*** Opening of DATA SUPPLIED ***
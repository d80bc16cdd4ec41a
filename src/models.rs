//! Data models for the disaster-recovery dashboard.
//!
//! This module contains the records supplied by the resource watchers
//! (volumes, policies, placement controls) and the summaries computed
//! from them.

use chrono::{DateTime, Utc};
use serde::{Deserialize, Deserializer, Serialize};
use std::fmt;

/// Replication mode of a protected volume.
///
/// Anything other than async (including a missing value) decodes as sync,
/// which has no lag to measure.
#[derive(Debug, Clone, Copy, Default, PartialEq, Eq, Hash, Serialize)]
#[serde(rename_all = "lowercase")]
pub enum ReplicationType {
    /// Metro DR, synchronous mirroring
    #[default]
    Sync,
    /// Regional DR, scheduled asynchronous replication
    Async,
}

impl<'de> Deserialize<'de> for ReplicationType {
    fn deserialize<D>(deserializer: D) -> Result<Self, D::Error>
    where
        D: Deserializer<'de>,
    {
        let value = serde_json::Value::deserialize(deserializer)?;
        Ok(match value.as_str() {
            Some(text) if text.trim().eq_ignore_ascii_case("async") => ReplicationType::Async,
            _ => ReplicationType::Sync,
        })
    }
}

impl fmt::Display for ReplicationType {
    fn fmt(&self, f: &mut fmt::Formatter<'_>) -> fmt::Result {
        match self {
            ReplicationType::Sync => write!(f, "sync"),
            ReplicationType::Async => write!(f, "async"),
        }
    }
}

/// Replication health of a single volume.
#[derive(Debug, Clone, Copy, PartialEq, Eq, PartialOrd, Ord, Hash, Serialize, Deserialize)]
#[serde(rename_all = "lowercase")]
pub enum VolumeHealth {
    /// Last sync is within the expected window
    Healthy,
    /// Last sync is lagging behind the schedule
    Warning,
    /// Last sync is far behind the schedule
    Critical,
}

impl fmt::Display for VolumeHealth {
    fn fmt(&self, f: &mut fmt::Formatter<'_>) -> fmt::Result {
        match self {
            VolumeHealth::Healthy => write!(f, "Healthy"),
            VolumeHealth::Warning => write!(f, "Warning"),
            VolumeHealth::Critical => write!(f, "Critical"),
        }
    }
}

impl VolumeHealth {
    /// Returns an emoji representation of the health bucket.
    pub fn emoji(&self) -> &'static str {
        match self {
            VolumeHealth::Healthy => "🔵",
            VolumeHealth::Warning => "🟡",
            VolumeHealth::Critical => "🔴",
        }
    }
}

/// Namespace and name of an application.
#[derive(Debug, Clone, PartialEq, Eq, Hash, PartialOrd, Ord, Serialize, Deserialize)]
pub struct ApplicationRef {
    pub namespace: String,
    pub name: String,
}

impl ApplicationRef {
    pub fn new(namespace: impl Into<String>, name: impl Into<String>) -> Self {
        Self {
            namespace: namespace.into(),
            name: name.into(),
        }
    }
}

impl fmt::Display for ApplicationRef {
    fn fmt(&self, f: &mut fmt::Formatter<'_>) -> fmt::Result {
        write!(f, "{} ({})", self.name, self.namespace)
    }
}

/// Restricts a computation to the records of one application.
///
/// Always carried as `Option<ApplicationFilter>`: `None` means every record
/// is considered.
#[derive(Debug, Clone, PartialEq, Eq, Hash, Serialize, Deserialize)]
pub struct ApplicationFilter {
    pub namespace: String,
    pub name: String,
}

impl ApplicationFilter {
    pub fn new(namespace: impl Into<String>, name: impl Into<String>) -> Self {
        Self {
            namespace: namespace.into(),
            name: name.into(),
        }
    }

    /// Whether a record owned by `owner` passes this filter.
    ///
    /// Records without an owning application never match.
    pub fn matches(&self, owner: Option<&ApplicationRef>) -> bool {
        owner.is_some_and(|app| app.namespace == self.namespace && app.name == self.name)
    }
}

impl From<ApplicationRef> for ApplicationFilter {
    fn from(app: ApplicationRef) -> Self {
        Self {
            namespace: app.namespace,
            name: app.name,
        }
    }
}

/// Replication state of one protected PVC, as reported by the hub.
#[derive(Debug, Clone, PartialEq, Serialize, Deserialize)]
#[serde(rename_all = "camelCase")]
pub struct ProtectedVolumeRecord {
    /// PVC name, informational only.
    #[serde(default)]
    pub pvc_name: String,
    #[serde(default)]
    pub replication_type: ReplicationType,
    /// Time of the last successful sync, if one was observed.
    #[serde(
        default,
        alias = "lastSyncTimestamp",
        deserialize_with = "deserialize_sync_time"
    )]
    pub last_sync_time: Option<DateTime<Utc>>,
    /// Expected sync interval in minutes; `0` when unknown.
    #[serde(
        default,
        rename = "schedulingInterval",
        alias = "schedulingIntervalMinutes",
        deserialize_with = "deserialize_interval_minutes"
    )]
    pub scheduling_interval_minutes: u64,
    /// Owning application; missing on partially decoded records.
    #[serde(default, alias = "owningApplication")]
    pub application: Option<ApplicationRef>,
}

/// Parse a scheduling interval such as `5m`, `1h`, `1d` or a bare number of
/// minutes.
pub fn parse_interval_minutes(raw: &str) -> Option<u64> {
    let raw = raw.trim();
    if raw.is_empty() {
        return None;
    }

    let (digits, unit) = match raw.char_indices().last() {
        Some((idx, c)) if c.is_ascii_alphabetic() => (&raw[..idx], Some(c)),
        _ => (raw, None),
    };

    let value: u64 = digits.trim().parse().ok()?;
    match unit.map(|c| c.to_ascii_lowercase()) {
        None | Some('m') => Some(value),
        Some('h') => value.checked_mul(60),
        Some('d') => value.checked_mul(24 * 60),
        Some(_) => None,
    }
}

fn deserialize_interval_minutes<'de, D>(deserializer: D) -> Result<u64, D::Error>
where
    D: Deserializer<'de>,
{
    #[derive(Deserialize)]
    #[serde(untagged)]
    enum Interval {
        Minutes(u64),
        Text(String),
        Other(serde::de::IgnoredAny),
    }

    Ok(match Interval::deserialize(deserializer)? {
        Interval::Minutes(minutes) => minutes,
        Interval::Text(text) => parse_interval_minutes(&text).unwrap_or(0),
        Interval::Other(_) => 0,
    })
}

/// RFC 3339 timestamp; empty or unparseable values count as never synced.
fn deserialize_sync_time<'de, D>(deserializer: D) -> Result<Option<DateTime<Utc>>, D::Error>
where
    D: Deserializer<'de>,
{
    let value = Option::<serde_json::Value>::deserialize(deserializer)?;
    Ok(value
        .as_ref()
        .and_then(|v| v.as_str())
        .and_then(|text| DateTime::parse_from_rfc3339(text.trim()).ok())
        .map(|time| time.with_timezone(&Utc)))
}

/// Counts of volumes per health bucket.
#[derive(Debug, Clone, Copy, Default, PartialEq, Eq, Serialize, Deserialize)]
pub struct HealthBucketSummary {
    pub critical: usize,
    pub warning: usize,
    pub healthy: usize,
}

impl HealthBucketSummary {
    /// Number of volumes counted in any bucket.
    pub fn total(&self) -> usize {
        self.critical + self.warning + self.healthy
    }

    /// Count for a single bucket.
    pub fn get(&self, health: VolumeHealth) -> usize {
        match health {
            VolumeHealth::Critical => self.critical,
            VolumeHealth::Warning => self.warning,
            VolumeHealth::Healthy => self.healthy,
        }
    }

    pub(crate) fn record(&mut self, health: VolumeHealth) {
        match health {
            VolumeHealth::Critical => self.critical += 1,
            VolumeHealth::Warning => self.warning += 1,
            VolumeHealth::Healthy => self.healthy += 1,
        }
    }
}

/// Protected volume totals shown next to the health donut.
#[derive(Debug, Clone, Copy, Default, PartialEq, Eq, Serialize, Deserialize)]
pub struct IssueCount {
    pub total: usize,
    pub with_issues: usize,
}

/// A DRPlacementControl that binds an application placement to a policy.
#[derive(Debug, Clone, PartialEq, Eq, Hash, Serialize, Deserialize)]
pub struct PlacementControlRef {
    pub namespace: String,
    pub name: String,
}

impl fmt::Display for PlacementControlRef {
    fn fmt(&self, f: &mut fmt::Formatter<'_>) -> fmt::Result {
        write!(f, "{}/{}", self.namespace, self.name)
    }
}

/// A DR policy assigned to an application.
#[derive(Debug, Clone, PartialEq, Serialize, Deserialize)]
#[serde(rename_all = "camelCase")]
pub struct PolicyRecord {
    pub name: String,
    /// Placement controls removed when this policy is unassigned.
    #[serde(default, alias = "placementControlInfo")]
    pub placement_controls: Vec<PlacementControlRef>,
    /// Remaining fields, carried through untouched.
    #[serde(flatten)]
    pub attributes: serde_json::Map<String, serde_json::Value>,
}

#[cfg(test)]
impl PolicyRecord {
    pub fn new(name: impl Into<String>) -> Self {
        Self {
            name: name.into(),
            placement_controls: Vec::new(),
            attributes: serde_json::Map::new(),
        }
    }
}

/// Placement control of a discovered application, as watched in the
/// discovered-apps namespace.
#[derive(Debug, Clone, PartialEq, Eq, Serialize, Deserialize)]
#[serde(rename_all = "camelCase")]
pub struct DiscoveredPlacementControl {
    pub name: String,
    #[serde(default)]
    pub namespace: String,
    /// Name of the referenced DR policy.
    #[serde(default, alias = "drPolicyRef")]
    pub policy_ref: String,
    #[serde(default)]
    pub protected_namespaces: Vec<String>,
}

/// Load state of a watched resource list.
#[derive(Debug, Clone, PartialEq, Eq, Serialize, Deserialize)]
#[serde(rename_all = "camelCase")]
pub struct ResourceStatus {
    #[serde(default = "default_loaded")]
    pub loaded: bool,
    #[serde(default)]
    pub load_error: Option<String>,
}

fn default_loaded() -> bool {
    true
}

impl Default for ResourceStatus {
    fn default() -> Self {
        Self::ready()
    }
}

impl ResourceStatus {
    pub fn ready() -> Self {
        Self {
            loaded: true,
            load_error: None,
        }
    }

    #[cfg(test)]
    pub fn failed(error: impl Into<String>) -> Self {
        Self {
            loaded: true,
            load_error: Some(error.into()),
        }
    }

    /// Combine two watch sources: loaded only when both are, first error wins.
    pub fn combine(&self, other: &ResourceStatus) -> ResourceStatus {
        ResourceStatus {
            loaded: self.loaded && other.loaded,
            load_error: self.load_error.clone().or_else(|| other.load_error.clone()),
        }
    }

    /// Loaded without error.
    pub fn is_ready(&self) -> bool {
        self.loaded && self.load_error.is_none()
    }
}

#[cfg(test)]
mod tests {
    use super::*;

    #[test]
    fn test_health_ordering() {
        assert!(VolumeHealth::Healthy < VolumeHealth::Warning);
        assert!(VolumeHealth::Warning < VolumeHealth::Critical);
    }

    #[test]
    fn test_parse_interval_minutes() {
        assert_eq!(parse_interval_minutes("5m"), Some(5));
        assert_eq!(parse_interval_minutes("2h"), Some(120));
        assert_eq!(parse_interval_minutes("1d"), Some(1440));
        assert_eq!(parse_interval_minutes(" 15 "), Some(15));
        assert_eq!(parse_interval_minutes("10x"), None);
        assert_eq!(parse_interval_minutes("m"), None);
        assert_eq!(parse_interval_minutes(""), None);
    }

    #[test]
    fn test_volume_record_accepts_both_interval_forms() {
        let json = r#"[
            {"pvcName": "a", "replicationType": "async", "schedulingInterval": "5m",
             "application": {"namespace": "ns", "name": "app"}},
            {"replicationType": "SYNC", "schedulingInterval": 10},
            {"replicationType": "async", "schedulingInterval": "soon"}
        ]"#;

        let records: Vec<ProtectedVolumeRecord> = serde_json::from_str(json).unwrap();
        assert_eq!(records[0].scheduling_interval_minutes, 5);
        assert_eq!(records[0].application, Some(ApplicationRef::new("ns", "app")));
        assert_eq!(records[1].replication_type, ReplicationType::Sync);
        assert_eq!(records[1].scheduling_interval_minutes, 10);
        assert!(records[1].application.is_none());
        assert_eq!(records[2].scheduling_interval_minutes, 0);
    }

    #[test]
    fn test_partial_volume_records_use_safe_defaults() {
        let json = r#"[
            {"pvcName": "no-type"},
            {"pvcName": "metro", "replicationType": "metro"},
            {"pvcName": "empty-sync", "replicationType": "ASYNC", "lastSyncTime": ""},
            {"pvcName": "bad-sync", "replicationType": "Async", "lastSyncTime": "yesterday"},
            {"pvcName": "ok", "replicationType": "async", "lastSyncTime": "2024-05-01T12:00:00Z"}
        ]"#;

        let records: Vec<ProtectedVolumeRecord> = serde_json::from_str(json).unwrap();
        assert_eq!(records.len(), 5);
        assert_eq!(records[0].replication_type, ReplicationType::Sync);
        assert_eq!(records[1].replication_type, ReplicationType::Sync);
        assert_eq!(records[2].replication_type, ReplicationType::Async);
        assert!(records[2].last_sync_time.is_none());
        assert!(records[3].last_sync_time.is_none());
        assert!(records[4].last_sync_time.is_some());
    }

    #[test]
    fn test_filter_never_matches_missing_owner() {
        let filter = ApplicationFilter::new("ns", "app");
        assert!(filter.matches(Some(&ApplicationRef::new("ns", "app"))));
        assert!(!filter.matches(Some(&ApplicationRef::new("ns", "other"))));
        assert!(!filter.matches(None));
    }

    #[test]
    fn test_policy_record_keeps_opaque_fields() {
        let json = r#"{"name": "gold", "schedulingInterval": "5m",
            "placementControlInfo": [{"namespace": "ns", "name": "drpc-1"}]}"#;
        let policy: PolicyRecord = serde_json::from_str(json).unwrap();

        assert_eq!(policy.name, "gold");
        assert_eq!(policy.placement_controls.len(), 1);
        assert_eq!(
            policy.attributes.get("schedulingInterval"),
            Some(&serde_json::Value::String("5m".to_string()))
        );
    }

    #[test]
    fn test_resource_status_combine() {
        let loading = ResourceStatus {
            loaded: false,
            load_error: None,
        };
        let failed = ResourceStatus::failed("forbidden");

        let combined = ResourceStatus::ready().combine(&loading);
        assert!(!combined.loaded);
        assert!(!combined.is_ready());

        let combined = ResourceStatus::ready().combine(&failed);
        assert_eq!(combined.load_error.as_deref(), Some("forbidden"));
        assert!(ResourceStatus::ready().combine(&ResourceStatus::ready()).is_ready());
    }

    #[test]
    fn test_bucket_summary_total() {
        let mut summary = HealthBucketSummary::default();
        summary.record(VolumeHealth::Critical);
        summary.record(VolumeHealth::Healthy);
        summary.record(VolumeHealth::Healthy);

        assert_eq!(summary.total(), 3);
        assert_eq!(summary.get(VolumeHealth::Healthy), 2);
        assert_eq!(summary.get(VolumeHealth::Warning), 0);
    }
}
*** Close of DATA SUPPLIED ***
Take every line from the records above that has the word "without" and copy it.

ANSWER SECTION:
    /// Records without an owning application never match.
    /// Loaded without error.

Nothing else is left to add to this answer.